▸ **Required action**
The expected output is the first line of the data below and every line after it, up to and including the line containing "use thiserror::Error;", each reproduced exactly.

▸ **Source information**

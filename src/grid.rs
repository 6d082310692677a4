//! Grid view over a dataset: column definitions, filtering, sorting,
//! pagination and the per-row rendering hints the page draws with.

use chrono::NaiveDate;
use serde::{Deserialize, Serialize};
use std::cmp::Ordering;
use thiserror::Error;

use crate::dataset::{Dataset, display_name};
use crate::dates::{compare_by_day, format_display, parse_date};
use crate::row::{CellValue, OVERRIDE, Row, SELECTED, STATUS};
use crate::status::coerce_number;

/// Page sizes offered by the pager
pub const PAGE_SIZE_OPTIONS: [usize; 7] = [10, 20, 25, 50, 100, 250, 500];

/// Page size before the user picks one
pub const DEFAULT_PAGE_SIZE: usize = 20;

pub fn is_valid_page_size(size: usize) -> bool {
    PAGE_SIZE_OPTIONS.contains(&size)
}

#[derive(Error, Debug, PartialEq)]
pub enum QueryError {
    #[error("Unknown column: {0}")]
    UnknownColumn(String),

    #[error("Column {0} cannot be filtered")]
    NotFilterable(String),

    #[error("Column {column} takes a {expected} filter")]
    WrongFilterType { column: String, expected: &'static str },

    #[error("Invalid page size {0}")]
    InvalidPageSize(usize),
}

/// Filter widget attached to a column
#[derive(Debug, Clone, Copy, PartialEq, Eq, Serialize)]
#[serde(rename_all = "lowercase")]
pub enum FilterType {
    None,
    Text,
    Date,
}

impl FilterType {
    fn name(self) -> &'static str {
        match self {
            FilterType::None => "no",
            FilterType::Text => "text",
            FilterType::Date => "date",
        }
    }
}

#[derive(Debug, Clone, PartialEq, Serialize)]
pub struct ColumnDef {
    pub field: String,
    pub header_name: String,
    pub filter: FilterType,
    pub min_width: u32,
    pub sortable: bool,
    /// Rendered as a checkbox
    pub checkbox: bool,
}

/// Filter type a column gets in this dataset
pub fn filter_type(dataset: &Dataset, column: &str) -> FilterType {
    if column == SELECTED || column == OVERRIDE {
        FilterType::None
    } else if dataset.is_date_column(column) {
        FilterType::Date
    } else {
        FilterType::Text
    }
}

/// Definitions for the visible columns, in display order
pub fn column_defs(dataset: &Dataset) -> Vec<ColumnDef> {
    dataset
        .visible_columns()
        .iter()
        .map(|c| {
            let filter = filter_type(dataset, c);
            let checkbox = filter == FilterType::None;
            ColumnDef {
                field: c.clone(),
                header_name: display_name(c).to_string(),
                filter,
                min_width: if checkbox { 80 } else { 140 },
                sortable: true,
                checkbox,
            }
        })
        .collect()
}

#[derive(Debug, Clone, Copy, PartialEq, Eq, Deserialize)]
#[serde(rename_all = "camelCase")]
pub enum TextOp {
    Contains,
    NotContains,
    Equals,
    NotEqual,
    StartsWith,
    EndsWith,
    Blank,
    NotBlank,
}

#[derive(Debug, Clone, Copy, PartialEq, Eq, Deserialize)]
#[serde(rename_all = "camelCase")]
pub enum DateOp {
    Equals,
    NotEqual,
    LessThan,
    GreaterThan,
    InRange,
    Blank,
    NotBlank,
}

/// A filter on one column, as sent by the page
#[derive(Debug, Clone, PartialEq, Deserialize)]
#[serde(tag = "type", rename_all = "lowercase")]
pub enum ColumnFilter {
    Text {
        op: TextOp,
        #[serde(default)]
        value: String,
    },
    Date {
        op: DateOp,
        #[serde(default)]
        from: Option<NaiveDate>,
        #[serde(default)]
        to: Option<NaiveDate>,
    },
}

impl ColumnFilter {
    fn matches(&self, cell: &CellValue) -> bool {
        match self {
            ColumnFilter::Text { op, value } => text_matches(*op, value, cell),
            ColumnFilter::Date { op, from, to } => date_matches(*op, *from, *to, cell),
        }
    }

    fn filter_type(&self) -> FilterType {
        match self {
            ColumnFilter::Text { .. } => FilterType::Text,
            ColumnFilter::Date { .. } => FilterType::Date,
        }
    }
}

fn text_matches(op: TextOp, needle: &str, cell: &CellValue) -> bool {
    let hay = cell.to_string().to_lowercase();
    let needle = needle.to_lowercase();
    match op {
        TextOp::Contains => hay.contains(&needle),
        TextOp::NotContains => !hay.contains(&needle),
        TextOp::Equals => hay == needle,
        TextOp::NotEqual => hay != needle,
        TextOp::StartsWith => hay.starts_with(&needle),
        TextOp::EndsWith => hay.ends_with(&needle),
        TextOp::Blank => cell.is_blank(),
        TextOp::NotBlank => !cell.is_blank(),
    }
}

fn date_matches(op: DateOp, from: Option<NaiveDate>, to: Option<NaiveDate>, cell: &CellValue) -> bool {
    match op {
        DateOp::Equals => compare_by_day(from, cell) == Ordering::Equal,
        DateOp::NotEqual => compare_by_day(from, cell) != Ordering::Equal,
        DateOp::LessThan => compare_by_day(from, cell) == Ordering::Less,
        DateOp::GreaterThan => compare_by_day(from, cell) == Ordering::Greater,
        DateOp::InRange => {
            compare_by_day(from, cell) == Ordering::Greater
                && compare_by_day(to, cell) == Ordering::Less
        }
        DateOp::Blank => cell.is_blank(),
        DateOp::NotBlank => !cell.is_blank(),
    }
}

#[derive(Debug, Clone, Copy, PartialEq, Eq, Default, Deserialize)]
#[serde(rename_all = "lowercase")]
pub enum SortDirection {
    #[default]
    Asc,
    Desc,
}

#[derive(Debug, Clone, PartialEq, Deserialize)]
pub struct SortSpec {
    pub column: String,
    #[serde(default)]
    pub direction: SortDirection,
}

/// Everything the page asks for in one request
#[derive(Debug, Clone, Default, PartialEq, Deserialize)]
pub struct GridQuery {
    #[serde(default)]
    pub filters: Vec<FieldFilter>,
    #[serde(default)]
    pub sort: Option<SortSpec>,
    #[serde(default)]
    pub page: usize,
    /// Falls back to the session's page size
    #[serde(default)]
    pub page_size: Option<usize>,
}

#[derive(Debug, Clone, PartialEq, Deserialize)]
pub struct FieldFilter {
    pub column: String,
    #[serde(flatten)]
    pub filter: ColumnFilter,
}

/// Checks the query's filters and sort against the dataset's columns
pub fn validate(dataset: &Dataset, query: &GridQuery) -> Result<(), QueryError> {
    for f in &query.filters {
        if !dataset.has_column(&f.column) {
            return Err(QueryError::UnknownColumn(f.column.clone()));
        }
        let expected = filter_type(dataset, &f.column);
        if expected == FilterType::None {
            return Err(QueryError::NotFilterable(f.column.clone()));
        }
        if f.filter.filter_type() != expected {
            return Err(QueryError::WrongFilterType {
                column: f.column.clone(),
                expected: expected.name(),
            });
        }
    }
    if let Some(sort) = &query.sort {
        if !dataset.has_column(&sort.column) {
            return Err(QueryError::UnknownColumn(sort.column.clone()));
        }
    }
    if let Some(size) = query.page_size {
        if !is_valid_page_size(size) {
            return Err(QueryError::InvalidPageSize(size));
        }
    }
    Ok(())
}

/// Indices of the rows that pass every filter, in sort order
pub fn matching_rows(dataset: &Dataset, query: &GridQuery) -> Result<Vec<usize>, QueryError> {
    validate(dataset, query)?;

    let rows = dataset.rows();
    let mut indices: Vec<usize> = (0..rows.len())
        .filter(|&i| {
            query
                .filters
                .iter()
                .all(|f| f.filter.matches(&rows[i].value(&f.column)))
        })
        .collect();

    if let Some(sort) = &query.sort {
        let is_date = dataset.is_date_column(&sort.column);
        // stable sort keeps ingest order between equal keys
        indices.sort_by(|&a, &b| {
            let ord = compare_cells(&rows[a].value(&sort.column), &rows[b].value(&sort.column), is_date);
            match sort.direction {
                SortDirection::Asc => ord,
                SortDirection::Desc => ord.reverse(),
            }
        });
    }

    Ok(indices)
}

/// Sort order of two cells: blanks first, then dates, numbers or text
pub fn compare_cells(a: &CellValue, b: &CellValue, is_date: bool) -> Ordering {
    match (a.is_blank(), b.is_blank()) {
        (true, true) => return Ordering::Equal,
        (true, false) => return Ordering::Less,
        (false, true) => return Ordering::Greater,
        _ => {}
    }

    if is_date {
        match (parse_date(a), parse_date(b)) {
            (Some(x), Some(y)) => return x.cmp(&y),
            (None, Some(_)) => return Ordering::Less,
            (Some(_), None) => return Ordering::Greater,
            (None, None) => {}
        }
    }

    if let (Some(x), Some(y)) = (coerce_number(a), coerce_number(b)) {
        return x.partial_cmp(&y).unwrap_or(Ordering::Equal);
    }

    a.to_string().to_lowercase().cmp(&b.to_string().to_lowercase())
}

#[derive(Debug, Clone, PartialEq, Serialize)]
pub struct RenderedCell {
    pub field: String,
    pub value: CellValue,
    pub display: String,
    #[serde(skip_serializing_if = "Option::is_none")]
    pub color: Option<&'static str>,
}

#[derive(Debug, Clone, PartialEq, Serialize)]
pub struct RenderedRow {
    /// Position in the dataset, used to address the row when flags change
    pub index: usize,
    #[serde(skip_serializing_if = "Option::is_none")]
    pub class: Option<&'static str>,
    pub cells: Vec<RenderedCell>,
}

#[derive(Debug, Clone, PartialEq, Serialize)]
pub struct GridPage {
    pub columns: Vec<ColumnDef>,
    pub rows: Vec<RenderedRow>,
    pub total_rows: usize,
    pub filtered_rows: usize,
    pub page: usize,
    pub page_size: usize,
    pub page_count: usize,
}

/// Text shown for a cell; date columns use `MM/DD/YYYY` when the value parses
pub fn display_value(dataset: &Dataset, column: &str, value: &CellValue) -> String {
    if dataset.is_date_column(column) {
        if let Some(formatted) = format_display(value) {
            return formatted;
        }
    }
    value.to_string()
}

/// Renders one row for the visible columns
pub fn render_row(dataset: &Dataset, index: usize, row: &Row) -> RenderedRow {
    let cells = dataset
        .visible_columns()
        .iter()
        .map(|c| {
            let value = row.value(c);
            RenderedCell {
                field: c.clone(),
                display: display_value(dataset, c, &value),
                color: if c == STATUS {
                    row.status.and_then(|s| s.text_color())
                } else {
                    None
                },
                value,
            }
        })
        .collect();

    RenderedRow {
        index,
        class: row.status.map(|s| s.row_class()),
        cells,
    }
}

/// Runs a query and renders the requested page
///
/// A page past the end comes back with no rows rather than an error.
pub fn query(dataset: &Dataset, query: &GridQuery, default_page_size: usize) -> Result<GridPage, QueryError> {
    let indices = matching_rows(dataset, query)?;
    let page_size = query.page_size.unwrap_or(default_page_size).max(1);
    let page_count = indices.len().div_ceil(page_size).max(1);

    let rows = indices
        .iter()
        .skip(query.page.saturating_mul(page_size))
        .take(page_size)
        .map(|&i| render_row(dataset, i, &dataset.rows()[i]))
        .collect();

    Ok(GridPage {
        columns: column_defs(dataset),
        rows,
        total_rows: dataset.len(),
        filtered_rows: indices.len(),
        page: query.page,
        page_size,
        page_count,
    })
}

▸ **Answer for this exercise**
filename src/grid.rs
repository 6d082310692677a4
//! Grid view over a dataset: column definitions, filtering, sorting,
//! pagination and the per-row rendering hints the page draws with.

use chrono::NaiveDate;
use serde::{Deserialize, Serialize};
use std::cmp::Ordering;
use thiserror::Error;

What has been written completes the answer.